The authorities had wanted a propaganda film – what they got was a bitterly ironic deconstruction of propaganda film, one that had more in common with the avant-garde iconoclasm of a Ken Jacobs or Bruce Connor than agit prop.
Santiago Alvarez’s documentaries were the most popular in Cuba at the tjme. most famous for his critique of American racism Now! He’d come up with a dynamic editing style he called ‘nervous montage’, which set photos and movie clips on a collision course which anticipates the pop video, and which had undoubtedly influenced. Here though, Landrián’s editing is positively schizoid montage, probing at and exploring the discontinuities in Cuban society, nowhere more so than in the scene with the chic white woman consuming coffee in a photomontage in high sixties style. The segregation of production along racial and gendered lines is brilliantly parodied with the ironic intertitle, ‘In Cuba all the whites, all the blacks, everyone drinks coffee.’
While this may be the wittiest industrial film ever made, the regime were not amused.
Landrián was accused of homosexuality, of plotting Castro’s downfall, even of a potential assassination attempt on Fidel.

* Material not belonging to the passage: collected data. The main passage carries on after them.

//! HTTP front end of the todo service.
//!
//! # Overview
//! Serves one GraphQL endpoint, `POST /graphql`. Each request passes through
//! the authentication gate, which attaches a typed [`gate::Session`], and is
//! then executed against a schema built once at startup.
//!
//! # Design
//! Status codes follow one rule. Requests that cannot be executed at all
//! (bad JSON, empty or unparsable query, a document the schema rejects) get
//! 400 and an error body. Anything that reaches the resolvers gets the
//! GraphQL envelope, with the status taken from the error codes inside it:
//! 401 for `UNAUTHENTICATED`, 403 for `FORBIDDEN`, 500 for any other error,
//! 200 when there are none.
//!
//! A caller without a valid identity who sends a rejected document that
//! selects a protected field gets the authentication error instead of the
//! 400, so identity is always reported first.

pub mod config;
pub mod error;
pub mod gate;
pub mod graphql;
pub mod state;
pub mod telemetry;

use async_graphql::http::GraphiQLSource;
use async_graphql::parser::types::{ExecutableDocument, Selection};
use async_graphql::{ErrorExtensionValues, ServerError, Value, Variables};
use async_graphql_axum::GraphQLResponse;
use axum::extract::rejection::JsonRejection;
use axum::extract::State;
use axum::http::StatusCode;
use axum::response::{Html, IntoResponse, Response};
use axum::routing::post;
use axum::{Json, Router};
use serde::Deserialize;
use todo_core::{AuthError, ErrorKind};
use tokio::net::TcpListener;
use tower_http::cors::CorsLayer;
use tower_http::trace::TraceLayer;
use tracing::{info, warn};

pub use config::Config;
pub use error::ApiError;
pub use gate::Session;
pub use state::AppState;

/// JSON body of a GraphQL request.
#[derive(Debug, Deserialize)]
#[serde(rename_all = "camelCase")]
pub struct GraphqlBody {
    #[serde(default)]
    pub query: String,
    #[serde(default)]
    pub variables: Option<serde_json::Value>,
    #[serde(default)]
    pub operation_name: Option<String>,
}

pub fn app(state: AppState) -> Router {
    let mut graphql = post(graphql_handler);
    if state.config.graphiql {
        graphql = graphql.get(graphiql);
    }

    let mut router = Router::new()
        .route("/graphql", graphql)
        .layer(TraceLayer::new_for_http());
    if state.config.cors_allow_any_origin {
        router = router.layer(CorsLayer::permissive());
    }
    router.with_state(state)
}

/// Serves until SIGINT or SIGTERM, then drains in-flight requests.
pub async fn run(listener: TcpListener, state: AppState) -> Result<(), std::io::Error> {
    axum::serve(listener, app(state))
        .with_graceful_shutdown(shutdown_signal())
        .await
}

async fn graphql_handler(
    State(state): State<AppState>,
    session: Session,
    body: Result<Json<GraphqlBody>, JsonRejection>,
) -> Result<Response, ApiError> {
    let Json(body) = body.map_err(|e| ApiError::bad_request(e.body_text()))?;

    if body.query.trim().is_empty() {
        return Err(ApiError::bad_request("Invalid GraphQL query"));
    }
    let document = async_graphql::parser::parse_query(&body.query)
        .map_err(|e| ApiError::bad_request(format!("Invalid GraphQL query: {e}")))?;
    let denied = session.identity().err();

    let mut request = async_graphql::Request::new(body.query).data(session);
    if let Some(variables) = body.variables {
        request = request.variables(Variables::from_json(variables));
    }
    if let Some(operation_name) = body.operation_name {
        request = request.operation_name(operation_name);
    }

    let mut response = state.schema.execute(request).await;

    // Errors without a path come from the engine rejecting the request
    // before any resolver ran.
    let rejected: Vec<String> = response
        .errors
        .iter()
        .filter(|e| e.path.is_empty() && code_of(e).is_none())
        .map(|e| e.message.clone())
        .collect();
    if !rejected.is_empty() {
        match denied {
            Some(reason) if selects_gated_field(&document) => {
                warn!(%reason, "rejected invalid document from unauthenticated caller");
                response = async_graphql::Response::from_errors(vec![auth_error(&reason)]);
            }
            _ => {
                return Err(ApiError::bad_request(format!(
                    "Invalid GraphQL query: {}",
                    rejected.join("; ")
                )));
            }
        }
    }

    for error in response.errors.iter_mut().filter(|e| code_of(e).is_none()) {
        error
            .extensions
            .get_or_insert_with(Default::default)
            .set(graphql::CODE, ErrorKind::Internal.code().to_string());
    }

    let status = status_for(&response);
    Ok((status, GraphQLResponse::from(response)).into_response())
}

/// Root fields that resolve without an identity.
const PUBLIC_FIELDS: &[&str] = &["login", "__typename", "__schema", "__type"];

/// Whether any operation in `document` selects a root field that requires an
/// identity. Fragments at the root count as gated.
fn selects_gated_field(document: &ExecutableDocument) -> bool {
    document.operations.iter().any(|(_, operation)| {
        operation
            .node
            .selection_set
            .node
            .items
            .iter()
            .any(|selection| match &selection.node {
                Selection::Field(field) => {
                    !PUBLIC_FIELDS.contains(&field.node.name.node.as_str())
                }
                _ => true,
            })
    })
}

fn auth_error(reason: &AuthError) -> ServerError {
    let mut error = ServerError::new(reason.to_string(), None);
    let mut extensions = ErrorExtensionValues::default();
    extensions.set(graphql::CODE, reason.kind().code().to_string());
    error.extensions = Some(extensions);
    error
}

fn code_of(error: &ServerError) -> Option<&str> {
    match error.extensions.as_ref()?.get(graphql::CODE)? {
        Value::String(code) => Some(code.as_str()),
        _ => None,
    }
}

/// Maps the error codes in a GraphQL response onto an HTTP status.
fn status_for(response: &async_graphql::Response) -> StatusCode {
    if response.errors.is_empty() {
        return StatusCode::OK;
    }

    let codes: Vec<&str> = response.errors.iter().filter_map(code_of).collect();

    if codes.contains(&ErrorKind::Unauthenticated.code()) {
        StatusCode::UNAUTHORIZED
    } else if codes.contains(&ErrorKind::Forbidden.code()) {
        StatusCode::FORBIDDEN
    } else {
        StatusCode::INTERNAL_SERVER_ERROR
    }
}

async fn graphiql() -> impl IntoResponse {
    Html(GraphiQLSource::build().endpoint("/graphql").finish())
}

async fn shutdown_signal() {
    let ctrl_c = async {
        if let Err(e) = tokio::signal::ctrl_c().await {
            tracing::error!(error = %e, "failed to listen for ctrl-c");
            std::future::pending::<()>().await;
        }
    };

    #[cfg(unix)]
    let terminate = async {
        match tokio::signal::unix::signal(tokio::signal::unix::SignalKind::terminate()) {
            Ok(mut signal) => {
                signal.recv().await;
            }
            Err(e) => {
                tracing::error!(error = %e, "failed to listen for SIGTERM");
                std::future::pending::<()>().await;
            }
        }
    };

    #[cfg(not(unix))]
    let terminate = std::future::pending::<()>();

    tokio::select! {
        _ = ctrl_c => {},
        _ = terminate => {},
    }

    info!("shutting down server");
}

#[cfg(test)]
mod tests {
    use super::*;

    fn response_with(codes: &[&str]) -> async_graphql::Response {
        let errors = codes
            .iter()
            .map(|code| {
                let mut error = ServerError::new("boom", None);
                let mut extensions = ErrorExtensionValues::default();
                extensions.set("code", code.to_string());
                error.extensions = Some(extensions);
                error
            })
            .collect();
        async_graphql::Response::from_errors(errors)
    }

    #[test]
    fn status_without_errors_is_ok() {
        assert_eq!(status_for(&async_graphql::Response::new(Value::Null)), StatusCode::OK);
    }

    #[test]
    fn unauthenticated_wins_over_other_errors() {
        let response = response_with(&["VALIDATION", "FORBIDDEN", "UNAUTHENTICATED"]);
        assert_eq!(status_for(&response), StatusCode::UNAUTHORIZED);
    }

    #[test]
    fn forbidden_maps_to_403() {
        assert_eq!(status_for(&response_with(&["FORBIDDEN"])), StatusCode::FORBIDDEN);
    }

    #[test]
    fn other_errors_map_to_500() {
        assert_eq!(
            status_for(&response_with(&["NOT_FOUND"])),
            StatusCode::INTERNAL_SERVER_ERROR
        );
    }

    #[test]
    fn gated_fields_are_detected() {
        let gated = |query: &str| {
            selects_gated_field(&async_graphql::parser::parse_query(query).unwrap())
        };
        assert!(gated("{ todos { id } }"));
        assert!(gated(
            r#"mutation { login(email: "a", password: "b") { token } deleteTodo(id: "x") }"#
        ));
        assert!(gated("query Q { ...Root } fragment Root on Query { users { id } }"));
        assert!(!gated(r#"mutation { login(email: "a", password: "b") { token } }"#));
        assert!(!gated("{ __typename }"));
    }

    #[test]
    fn auth_error_carries_its_code() {
        let error = auth_error(&AuthError::MissingToken);
        assert_eq!(code_of(&error), Some("UNAUTHENTICATED"));
        assert_eq!(error.message, "missing authorization header");
    }

    #[test]
    fn body_accepts_missing_variables() {
        let body: GraphqlBody = serde_json::from_str(r#"{"query":"{ todos { id } }"}"#).unwrap();
        assert!(body.variables.is_none());
        assert!(body.operation_name.is_none());
    }
}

None of these charges may have been true, but he was sent to a correctional facility, and more psychiatric treatment.
From 1970 to 1989, he was repeatedly jailed and institutionalised, his films banned, eventually leaving to the US. Despite this, he has become a touchstone to younger Cuban filmmakers, become regarded as the greatest of Cuban documentary makers, and his work desperately needs to be rediscovered internationally.
His films are currently being restored by ICAIC, though some are missing, almost certainly lost. I’d love to see these films in good condition on a big screen – possibly a future Havana Glasgow Film Festival?